İşte “bilirkişilerin yaşamaya başladığı bıkkınlık.” tehlikesi tam olarak bu. Biz bir yerlerde her şeyi bildiğimizi ve her şeye müdahale edebileceğimizi düşünüp buna cüret ederken yine bir yerlerde işinin gerçekten ehli olanları küstürüp günün sonunda “Şimdi bu durumda tam olarak ne yapmamız gerekiyor?” diye boş boş birbirimize bakmak zorunda kalacağımız bir cahiliye dönemine doğru savrulmakta olduğumuzu düşünüyorum.

Bu durumu ilk kez yıllar önce Uluslararası İlişkiler bölümü mezunu olan bir yöneticimden “Biz yarı hukukçu sayılırız.” cümlesini duyduğumda ufak ufak yaşamıştım fakat aşağı yukarı on yıl kadar sonra sözde bilirkişinin alışılagelmiş ukalalığının gerçek bilirkişi üzerinde yaratmış olduğu bıkkınlığa bu şekilde sebep olabileceği ihtimalini hiç düşünmemiştim.

Bir yerlerde gerçek hukukçular var, bir yerlerde gerçek hekimler de var.

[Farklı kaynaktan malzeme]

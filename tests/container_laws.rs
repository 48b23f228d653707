//! Property tests for the container and its traversals.

use proptest::prelude::*;
use triverse::{Container, Error, Traversal, is_prime};

#[derive(Clone, Debug)]
enum Operation {
    Add(i32),
    Remove(i32),
}

fn operation() -> impl Strategy<Value = Operation> {
    prop_oneof![
        (-50..50i32).prop_map(Operation::Add),
        (-50..50i32).prop_map(Operation::Remove),
    ]
}

fn drain<T: Traversal>(iterator: &mut T) -> Vec<i32> {
    iterator.begin().walk().collect::<Result<_, _>>().unwrap()
}

/// Side-crossing order computed directly from the sorted elements.
fn expected_side_cross(sorted: &[i32]) -> Vec<i32> {
    let mut result = Vec::with_capacity(sorted.len());
    let (mut low, mut high) = (0, sorted.len());
    let mut from_low = true;
    while low < high {
        if from_low {
            result.push(sorted[low]);
            low += 1;
        } else {
            high -= 1;
            result.push(sorted[high]);
        }
        from_low = !from_low;
    }
    result
}

proptest! {
    /// elements() stays non-decreasing under any interleaving of add/remove,
    /// and remove fails exactly when the value is absent.
    #[test]
    fn prop_mutations_preserve_order(operations in prop::collection::vec(operation(), 0..100)) {
        let mut container = Container::new();
        let mut model: Vec<i32> = Vec::new();

        for operation in operations {
            match operation {
                Operation::Add(value) => {
                    container.add(value);
                    model.push(value);
                }
                Operation::Remove(value) => {
                    let present = model.contains(&value);
                    let result = container.remove(value);
                    if present {
                        prop_assert_eq!(result, Ok(()));
                        let index = model.iter().position(|element| *element == value).unwrap();
                        model.remove(index);
                    } else {
                        prop_assert_eq!(result, Err(Error::NotFound { value }));
                    }
                }
            }
            let elements = container.elements();
            prop_assert!(elements.windows(2).all(|pair| pair[0] <= pair[1]));
        }

        model.sort_unstable();
        prop_assert_eq!(container.elements(), model);
    }

    /// Removing one occurrence of a duplicate shrinks the container by one.
    #[test]
    fn prop_remove_duplicate_decrements_len(
        elements in prop::collection::vec(-20..20i32, 0..40),
        duplicated in -20..20i32,
    ) {
        let mut container: Container = elements.iter().copied().collect();
        container.add(duplicated);
        container.add(duplicated);
        let before = container.len();

        container.remove(duplicated).unwrap();
        prop_assert_eq!(container.len(), before - 1);
        prop_assert!(container.contains(duplicated));
    }

    /// Each traversal yields exactly what its definition says.
    #[test]
    fn prop_traversals_match_definitions(elements in prop::collection::vec(any::<i16>(), 0..60)) {
        let mut container: Container = elements.iter().map(|value| i32::from(*value)).collect();
        let sorted = container.elements();

        let ascending = drain(container.ascending_iterator());
        prop_assert_eq!(&ascending, &sorted);

        let side_cross = drain(container.side_cross_iterator());
        prop_assert_eq!(side_cross.len(), sorted.len());
        prop_assert_eq!(side_cross, expected_side_cross(&sorted));

        let primes = drain(container.prime_iterator());
        let expected: Vec<i32> = sorted.iter().copied().filter(|value| is_prime(*value)).collect();
        prop_assert_eq!(primes, expected);
    }

    /// Any successful mutation makes a previously seeded iterator stale.
    #[test]
    fn prop_mutation_invalidates(
        elements in prop::collection::vec(-10..10i32, 1..20),
        added in -10..10i32,
    ) {
        let mut container: Container = elements.iter().copied().collect();
        container.ascending_iterator().begin();
        container.side_cross_iterator().begin();
        container.prime_iterator().begin();

        container.add(added);

        let ascending_stale = matches!(
            container.ascending_iterator().advance(),
            Err(Error::StaleIterator { .. })
        );
        let side_cross_stale = matches!(
            container.side_cross_iterator().dereference(),
            Err(Error::StaleIterator { .. })
        );
        let prime_stale = matches!(
            container.prime_iterator().dereference(),
            Err(Error::StaleIterator { .. })
        );
        prop_assert!(ascending_stale);
        prop_assert!(side_cross_stale);
        prop_assert!(prime_stale);
    }
}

Bir yerlerde gerçek psikologlar var, bir yerlerde gerçek iletişimciler de var. Bir yerlerde gerçek inşaat ustaları var, bir yerlerde gerçek marangozlar da var. Birilerinin yaptığı, yapmaya çalıştığı üzerinden bir “üretim tatmini” yaşamaya çalışmak zaten gerçek bir tatmin değildir. İnsan olmanın verdiği üretim içgüdüsünü tatmin etmek için gerçekten üretmemiz gerekir. Bunu yapamıyorsak bile en azından gerçek “üreticileri” küstürmeyecek şekilde had bilirlik diliyorum herkese.